= Solveig Kaurin =

Norwegian painter (1896–1977)

Solveig Kaurin (27 June 1896 – 15 June 1977) was a Norwegian painter and printmaker.

She was born in Kristiansund. She made her debut at the Autumn Exhibition in 1916, returning in 1919 before studying at the Norwegian National Academy of Fine Arts from 1921 to 1925 under Christian Krohg. She also spent the year 1925–26 in Paris, learning from André Lhote and Fernand Léger. She married fellow painter Johan Lie-Gjemre (1900–1991); they spent time in Spain in the 1930s. They resided in Lommedalen.
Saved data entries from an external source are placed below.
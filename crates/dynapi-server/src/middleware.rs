use axum::{
    body::Body,
    http::{HeaderName, HeaderValue, Method, Request},
    middleware::Next,
    response::{IntoResponse, Response},
};
use uuid::Uuid;

pub const REQUEST_ID_HEADER: &str = "x-request-id";

/// Request id carried in request extensions.
#[derive(Debug, Clone)]
pub struct RequestId(pub HeaderValue);

impl RequestId {
    pub fn as_str(&self) -> &str {
        self.0.to_str().unwrap_or("")
    }
}

/// Propagates `x-request-id`, generating one when the client sent none.
pub async fn request_id(mut req: Request<Body>, next: Next) -> Response {
    let header_name = HeaderName::from_static(REQUEST_ID_HEADER);

    let req_id_value = req
        .headers()
        .get(&header_name)
        .cloned()
        .or_else(|| HeaderValue::from_str(&Uuid::new_v4().to_string()).ok());

    let Some(req_id_value) = req_id_value else {
        return next.run(req).await;
    };
    req.extensions_mut().insert(RequestId(req_id_value.clone()));

    let mut res = next.run(req).await;
    res.headers_mut().insert(header_name, req_id_value);
    res
}

/// Rejects non-JSON `Accept` headers and non-JSON bodies on create/replace
/// under `/api` and `/apis`.
///
/// PATCH bodies are checked by the resource dispatcher, which needs the
/// content type to pick the patch format.
pub async fn content_negotiation(req: Request<Body>, next: Next) -> Response {
    if !req.uri().path().starts_with("/api") {
        return next.run(req).await;
    }
    if let Err(err) = dynapi_api::validate_accept(req.headers()) {
        return err.into_response();
    }
    if matches!(*req.method(), Method::POST | Method::PUT) {
        if let Err(err) = dynapi_api::validate_content_type(req.headers()) {
            return err.into_response();
        }
    }
    next.run(req).await
}

#[cfg(test)]
mod tests {
    use super::*;
    use axum::{Router, http::StatusCode, routing::get};
    use tower::ServiceExt;

    fn app() -> Router {
        Router::new()
            .route("/apis", get(|| async { "ok" }).post(|| async { "ok" }))
            .route("/eval", axum::routing::post(|| async { "ok" }))
            .layer(axum::middleware::from_fn(content_negotiation))
            .layer(axum::middleware::from_fn(request_id))
    }

    #[tokio::test]
    async fn test_generates_request_id() {
        let res = app()
            .oneshot(Request::get("/apis").body(Body::empty()).unwrap())
            .await
            .unwrap();
        let id = res.headers().get(REQUEST_ID_HEADER).unwrap();
        assert!(Uuid::parse_str(id.to_str().unwrap()).is_ok());
    }

    #[tokio::test]
    async fn test_propagates_request_id() {
        let res = app()
            .oneshot(
                Request::get("/apis")
                    .header(REQUEST_ID_HEADER, "abc-123")
                    .body(Body::empty())
                    .unwrap(),
            )
            .await
            .unwrap();
        assert_eq!(res.headers().get(REQUEST_ID_HEADER).unwrap(), "abc-123");
    }

    #[tokio::test]
    async fn test_rejects_unsupported_media() {
        let res = app()
            .oneshot(
                Request::get("/apis")
                    .header("accept", "text/html")
                    .body(Body::empty())
                    .unwrap(),
            )
            .await
            .unwrap();
        assert_eq!(res.status(), StatusCode::UNSUPPORTED_MEDIA_TYPE);

        let res = app()
            .oneshot(
                Request::post("/apis")
                    .header("content-type", "text/plain")
                    .body(Body::from("x"))
                    .unwrap(),
            )
            .await
            .unwrap();
        assert_eq!(res.status(), StatusCode::UNSUPPORTED_MEDIA_TYPE);

        let res = app()
            .oneshot(
                Request::post("/eval")
                    .header("content-type", "application/yaml")
                    .body(Body::from("a: 1"))
                    .unwrap(),
            )
            .await
            .unwrap();
        assert_eq!(res.status(), StatusCode::OK);
    }
}
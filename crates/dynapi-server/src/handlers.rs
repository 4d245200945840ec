use axum::{Json, extract::State, http::StatusCode, response::IntoResponse};
use serde::Serialize;
use serde_json::json;

use crate::server::AppState;

#[derive(Serialize)]
pub struct HealthResponse<'a> {
    status: &'a str,
}

pub async fn root(State(state): State<AppState>) -> impl IntoResponse {
    let body = json!({
        "service": "DynAPI Server",
        "status": "ok",
        "version": env!("CARGO_PKG_VERSION"),
        "backend": state.config.backend.kind.to_string(),
        "mountedGroupVersions": state.api.snapshot().mounted_group_versions(),
        "providers": state.compiler.evaluator().registry().names(),
    });
    (StatusCode::OK, Json(body))
}

pub async fn healthz() -> impl IntoResponse {
    (StatusCode::OK, Json(HealthResponse { status: "ok" }))
}

pub async fn readyz() -> impl IntoResponse {
    (StatusCode::OK, Json(HealthResponse { status: "ready" }))
}
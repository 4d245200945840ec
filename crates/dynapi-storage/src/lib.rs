//! # dynapi-storage
//!
//! Backing-store abstraction for DynAPI.
//!
//! Dynamic resources keep their documents in some other system, addressed by
//! the codec's target type. This crate defines the contract such a system's
//! client must implement. Implementations live in separate crates.
//!
//! ## Example
//!
//! ```ignore
//! use dynapi_storage::{BackingStore, ObjectKey, StorageError};
//!
//! async fn fetch(store: &dyn BackingStore, target: &TypeDescriptor) -> Result<Value, StorageError> {
//!     store.get(target, &ObjectKey::namespaced("default", "example")).await
//! }
//! ```

mod error;
mod traits;
mod types;

pub use error::{ErrorCategory, StorageError};
pub use traits::BackingStore;
pub use types::{ListOptions, ObjectKey};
Kaurin took part in the Autumn Exhibition again in 1924, 1929, 1930, 1932, 1933, 1936–1940, 1945, 1946, 1948, 1952–1955 and 1965. She had numerous solo exhibitions in Norway, as well as being part of group exhibitions abroad in Helsinki, Riga, København, Roma, Paris, Stockholm and at the São Paulo Bienal of 1955. Her works were bought by the National Gallery (woodcuts including Sorg, 1933), Ateneum, Oslo Municipality and others. In 1976 she issued the poetry collection Himmel, hav, jord, illustrated by Johan Lie-Gjemre.